I've been reading about stereographic projections. I did a problem about finding the stereographic projection of a cube inscribed inside the Riemann sphere with edges parallel to the coordinate axes. This was simple since the 8 vertices have coordinates $(\pm a,\pm a,\pm a)$, with $3a^2=1$.

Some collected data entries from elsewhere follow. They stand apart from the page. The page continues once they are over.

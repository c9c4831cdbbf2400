// Copyright (c) 2024 <Wei Li>.
//
// This source code is licensed under the GNU license found in the
// LICENSE file in the root directory of this source tree.
// 
// A test of PtrComponents and PtrRepr, which are widely used in Rust standard libray.

pub struct PtrComponents<T: ?Sized> {
    pub data_address: *const T,
    pub metadata: usize,
}

// Manual impl needed to avoid `T: Copy` bound.
impl<T: ?Sized> Copy for PtrComponents<T> {}

// Manual impl needed to avoid `T: Clone` bound.
impl<T: ?Sized> Clone for PtrComponents<T> {
    fn clone(&self) -> Self {
        *self
    }
}

#[derive(Copy, Clone)]
pub union PtrRepr<T: ?Sized> {
    pub const_ptr: *const T,
    pub mut_ptr: *mut T,
    pub components: PtrComponents<T>,
}


pub struct MyStruct<T: ?Sized> {
    pub ptr_repr: PtrRepr<T>,
}

pub fn from_raw_parts<T: ?Sized>(
    data_address: *const T,
    metadata: usize,
) -> MyStruct<T> {
    MyStruct { 
        ptr_repr: PtrRepr { 
            components: PtrComponents { 
                data_address, 
                metadata 
            } 
        } 
    } 
}

fn foo(m: &mut MyStruct<i32>) {
    let v3 = [3, 4, 5, 6];
    let addr3 = &v3 as *const i32;
    // It is dangerout as the ptr will point to a invalid address after the function returns.
    (*m).ptr_repr.const_ptr = addr3; 
}

fn main() {
    let v1 = [1, 2, 3, 4];
    let metadata = 4;
    let addr1 = &v1 as *const i32;

    let mut m = from_raw_parts(addr1, metadata);
    let _const_ptr = unsafe { m.ptr_repr.const_ptr };

    let v2 = [2, 3, 4, 5];
    let addr2 = &v2 as *const i32;
    m.ptr_repr.const_ptr = addr2; 
    let _mut_ptr = unsafe { m.ptr_repr.mut_ptr };

    foo(&mut m);
}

Trying it with a regular tetrahedron is a little tougher for me. If a regular tetrahedron is inscribed in the Riemann sphere in general position, with two vertices $(x_1,x_2,x_3)$ and $(x'_1,x'_2,x'_3)$, is there some way to compute the coordinates of the other 2 vertices in terms of $x_1,x_2,x_3,x'_1,x'_2,x'_3$ in order to compute the stereographic projection of the vertices? How could this be done otherwise, if not?
Thanks!
Best Answer
Given your two vertices of the tetrahedron, $A=(x_1,x_2,x_3)$ and $B=(x_1',x_2',x_3')$, the plane that perpendicularly bisects the edge determined by $A$ and $B$, which contains the other two vertices, has equation $$X\cdot(A-B)=\left(\frac{A+B}{2}\right)\cdot(A-B)$$ (where $\cdot$ is the vector dot product and $X$ is a general point in 3-space). The other two vertices must also lie on the unit sphere, $$|X|=1.$$ And, the other two vertices must be the same distance from both $A$ and $B$ as $A$ and $B$ are from one another: $$|A-X|=|A-B|$$ $$|B-X|=|A-B|.$$ Solving all four (or perhaps any three) of these equations simultaneously should give the coordinates of the other two vertices. I strongly doubt that this yields anything nice in the fully general case. Even putting one vertex at $(0,0,1)$ and letting a second vertex have $y$-coordinate $0$, the expressions for the coordinates of the vertices weren't pretty. (Numerical approximations: $(0.970984, 0, -0.239146)$, $(-0.485492, 0.840896, -0.239146)$, and $(-0.485492, -0.840896, -0.239146)$.)